Figure 2.4: Géométries du (a) poinçon double dôme et de (b) la matrice ouverte (b) [91]. Un autre avantage de l’optimisation de la géométrie du serre-flanc est qu’il n’est plus nécessaire d’optimiser le tissu à préformer pour le préformage de géométries complexes. Omrani et coll. [92] ont étudié la déformabilité et le préformage de renforts non tissés (mats) à fibres de lin.
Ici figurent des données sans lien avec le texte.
//! Formatting a device group
//!
//! Writes a fresh root directory, picks the bitmap placement and, for more
//! than one device, writes the satellite stubs and the device map.

use super::directory;
use super::stream::{self, Cursor};
use crate::core::allocator::{BitmapPlacement, PageAllocator, PageBitmap, LOCAL_BITMAP_PAGES};
use crate::core::cache::MemoryCache;
use crate::core::error::{Result, WireFsError};
use crate::core::header::{FsLayout, PointerWidth, RootHeader, Topology, MAX_TOTAL_PAGES};
use crate::core::page::PageId;
use crate::core::provider::DeviceAddress;
use crate::core::record::EntryRecord;
use crate::core::topology::{device_map_name, encode_device_map};
use tracing::info;

/// Format every device of `cache` as one filesystem and flush it.
/// Unflushed writes of the previous filesystem are discarded.
pub fn format(cache: &mut MemoryCache) -> Result<FsLayout> {
    cache.invalidate();
    cache.set_layout(None);

    let total = cache.total_pages();
    if total > MAX_TOTAL_PAGES {
        return Err(WireFsError::Capacity(format!(
            "{} pages exceed the addressable {}",
            total, MAX_TOTAL_PAGES
        )));
    }
    let width = PointerWidth::for_total_pages(total);
    let addresses = cache.addresses().to_vec();
    let multi_device = addresses.len() > 1;

    let mut bitmap = if cache.is_write_once() {
        if !cache.device_tracks_usage() {
            return Err(WireFsError::InvalidFilesystem(
                "write-once memory without a device-kept page bitmap".to_string(),
            ));
        }
        PageBitmap::from_image(cache.read_engine_bitmap()?, total, true)
    } else {
        PageBitmap::new(total, false)
    };
    bitmap.mark_used(PageId::ROOT)?;

    let mut satellite_roots = Vec::new();
    for device in 1..addresses.len() {
        let root = cache.device_first_page(device).ok_or_else(|| {
            WireFsError::Capacity(format!("device {} has no memory for a root", addresses[device]))
        })?;
        bitmap.mark_used(root)?;
        satellite_roots.push(root);
    }

    let mut bitmap_file = Vec::new();
    if !cache.is_write_once() && total > LOCAL_BITMAP_PAGES {
        let need = PageBitmap::byte_len(total);
        let mut covered = 0;
        while covered < need {
            let page = bitmap.next_free_page().ok_or_else(|| {
                WireFsError::Capacity("no room for the page bitmap".to_string())
            })?;
            bitmap.mark_used(page)?;
            covered += cache.max_data_length(page)?.saturating_sub(width.bytes());
            bitmap_file.push(page);
        }
    }
    let placement = BitmapPlacement::select(
        cache.is_write_once(),
        total,
        bitmap_file.first().copied().unwrap_or(PageId(0)),
        bitmap_file.len(),
    );

    let topology = if multi_device {
        Topology::Master
    } else {
        Topology::Single
    };
    let header = RootHeader::new(width, topology, placement);
    let layout = header.layout();
    cache.set_layout(Some(layout));
    cache.install_bitmap(bitmap, bitmap_file);
    cache.write_page_packet(PageId::ROOT, &header.to_root_data())?;

    if multi_device {
        let master = addresses[0];
        for &root in &satellite_roots {
            let stub = RootHeader::new(width, Topology::Satellite { master }, BitmapPlacement::Local);
            cache.write_page_packet(root, &stub.to_root_data())?;
        }
        write_device_map(cache, layout, &addresses[1..])?;
    }

    cache.sync()?;
    info!(
        "Formatted {} devices, {} pages, {}-byte pointers, {:?} bitmap",
        addresses.len(),
        total,
        width.bytes(),
        placement
    );
    Ok(layout)
}

fn write_device_map(
    cache: &mut MemoryCache,
    layout: FsLayout,
    satellites: &[DeviceAddress],
) -> Result<()> {
    let start = stream::create_file_page(cache, layout)?;
    let mut cursor = Cursor::new(start);
    cursor.write(cache, layout, &encode_device_map(satellites))?;
    let record = EntryRecord::new(device_map_name(), start, 1 + cursor.take_added());
    directory::append(cache, layout, PageId::ROOT, record)?;
    Ok(())
}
Ils ont observé que moyennant un bon ajustement de la pression du serre-flanc et une densité surfacique de renfort suffisamment élevée, il est possible de former des préformes ayant des géométries complexes (Figure 2.5 a et b) sans défauts apparents, notamment les replis ou les vides.

Figure 2.5: Préformes faites de plis 0/90° de renforts non-tissés de lin de différents grammages : (a) 300 g.m-2 et (b) 450 g.m-2 [92].

Néanmoins, les préformes obtenues peuvent présenter localement des différences de densité surfacique des fibres (et donc de taux volumiques de fibres); ce qui peut fausser la perméabilité des préformes et induire des zones de faiblesse dans les composites obtenus

après moulage. Ainsi, deux facteurs importants à contrôler lors du préformage de ce type d’architecture sont : la force de serre-flan et la densité surfacique locale du renfort ou de la préforme.